> **WHAT THIS TASK INVOLVES**: Search the entries below. Return every line that has "match" in it.

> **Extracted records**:

+---+

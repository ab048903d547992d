//! Fetch / extract / dedup / write loop for a single query.

use std::fmt;
use std::time::Duration;

use tracing::{debug, error, info, warn};

use crate::dedup::DedupIndex;
use crate::record::{PostRecord, QuerySpec};
use crate::sink::JsonlSink;
use crate::source::{Advance, ItemOutcome, PostSource, SourceError};

pub const DEFAULT_STALL_THRESHOLD: usize = 3;
pub const DEFAULT_PACING: Duration = Duration::from_secs(2);

#[derive(Debug, Clone)]
pub struct LoopConfig {
    /// New (non-duplicate) records to collect before stopping.
    pub target: usize,
    pub max_iterations: usize,
    /// Consecutive iterations with zero new records that end the loop.
    pub stall_threshold: usize,
    /// Wait between triggering more content and extracting it.
    pub pacing: Duration,
    /// Wait after `begin`, before the first iteration.
    pub initial_wait: Duration,
}

impl Default for LoopConfig {
    fn default() -> Self {
        Self {
            target: 100,
            max_iterations: 50,
            stall_threshold: DEFAULT_STALL_THRESHOLD,
            pacing: DEFAULT_PACING,
            initial_wait: Duration::ZERO,
        }
    }
}

#[derive(Debug, Clone, PartialEq, Eq)]
pub enum StopReason {
    TargetReached,
    MaxIterations,
    Stalled,
    Exhausted,
    SourceFailed(String),
}

impl fmt::Display for StopReason {
    fn fmt(&self, f: &mut fmt::Formatter<'_>) -> fmt::Result {
        match self {
            StopReason::TargetReached => write!(f, "target reached"),
            StopReason::MaxIterations => write!(f, "max iterations"),
            StopReason::Stalled => write!(f, "stalled"),
            StopReason::Exhausted => write!(f, "exhausted"),
            StopReason::SourceFailed(msg) => write!(f, "failed: {}", msg),
        }
    }
}

#[derive(Debug, Clone)]
pub struct LoopOutcome {
    pub new_records: usize,
    pub duplicates: usize,
    pub skipped: usize,
    pub item_failures: usize,
    pub iterations: usize,
    pub stop_reason: StopReason,
    /// Records written during this loop, in write order.
    pub records: Vec<PostRecord>,
}

impl LoopOutcome {
    fn new() -> Self {
        Self {
            new_records: 0,
            duplicates: 0,
            skipped: 0,
            item_failures: 0,
            iterations: 0,
            stop_reason: StopReason::MaxIterations,
            records: Vec::new(),
        }
    }

    fn fail(mut self, query: &QuerySpec, err: SourceError) -> Self {
        error!(query = %query.label, "collection ended early: {}", err);
        self.stop_reason = StopReason::SourceFailed(err.to_string());
        self
    }
}

/// Runs one query to a terminal condition. Never returns an error: a
/// loop-level failure ends collection with `StopReason::SourceFailed` and
/// everything written so far stays on disk.
pub async fn run_pagination(
    source: &mut dyn PostSource,
    index: &mut DedupIndex,
    sink: &mut JsonlSink,
    query: &QuerySpec,
    cfg: &LoopConfig,
) -> LoopOutcome {
    let mut outcome = LoopOutcome::new();

    if let Err(e) = source.begin(query).await {
        return outcome.fail(query, e);
    }
    if !cfg.initial_wait.is_zero() {
        tokio::time::sleep(cfg.initial_wait).await;
    }

    let mut consecutive_empty = 0usize;
    loop {
        outcome.iterations += 1;

        let advance = match source.advance().await {
            Ok(a) => a,
            Err(e) => return outcome.fail(query, e),
        };
        tokio::time::sleep(cfg.pacing).await;

        let items = match source.collect().await {
            Ok(items) => items,
            Err(e) => return outcome.fail(query, e),
        };

        let before = outcome.new_records;
        for item in items {
            if outcome.new_records >= cfg.target {
                break;
            }
            let record = match item {
                ItemOutcome::Record(r) => r,
                ItemOutcome::Skipped => {
                    outcome.skipped += 1;
                    continue;
                }
                ItemOutcome::Failed(msg) => {
                    warn!(query = %query.label, "item extraction failed: {}", msg);
                    outcome.item_failures += 1;
                    continue;
                }
            };
            if !record.is_valid() {
                outcome.skipped += 1;
                continue;
            }
            let key = record.identity_key();
            if index.contains(&key) {
                outcome.duplicates += 1;
                continue;
            }
            if let Err(e) = sink.write(&record) {
                return outcome.fail(query, SourceError::Sink(e.to_string()));
            }
            index.insert(key);
            outcome.new_records += 1;
            info!(
                "[{}/{}] @{}: {}",
                outcome.new_records,
                cfg.target,
                record.username,
                preview(&record.text)
            );
            outcome.records.push(record);
        }

        if outcome.new_records == before {
            consecutive_empty += 1;
            debug!(
                query = %query.label,
                consecutive_empty,
                "iteration produced no new records"
            );
        } else {
            consecutive_empty = 0;
        }

        if outcome.new_records >= cfg.target {
            outcome.stop_reason = StopReason::TargetReached;
            break;
        }
        if outcome.iterations >= cfg.max_iterations {
            outcome.stop_reason = StopReason::MaxIterations;
            break;
        }
        if consecutive_empty >= cfg.stall_threshold {
            info!(query = %query.label, "no new posts for {} iterations, stopping", consecutive_empty);
            outcome.stop_reason = StopReason::Stalled;
            break;
        }
        if advance == Advance::Exhausted {
            outcome.stop_reason = StopReason::Exhausted;
            break;
        }
    }

    outcome
}

fn preview(text: &str) -> String {
    const MAX_CHARS: usize = 50;
    let mut out: String = text.chars().take(MAX_CHARS).collect();
    if text.chars().count() > MAX_CHARS {
        out.push_str("...");
    }
    out.replace('\n', " ")
}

+---+

> **SOLUTION**:
        match self {
        let advance = match source.advance().await {
        let items = match source.collect().await {
            let record = match item {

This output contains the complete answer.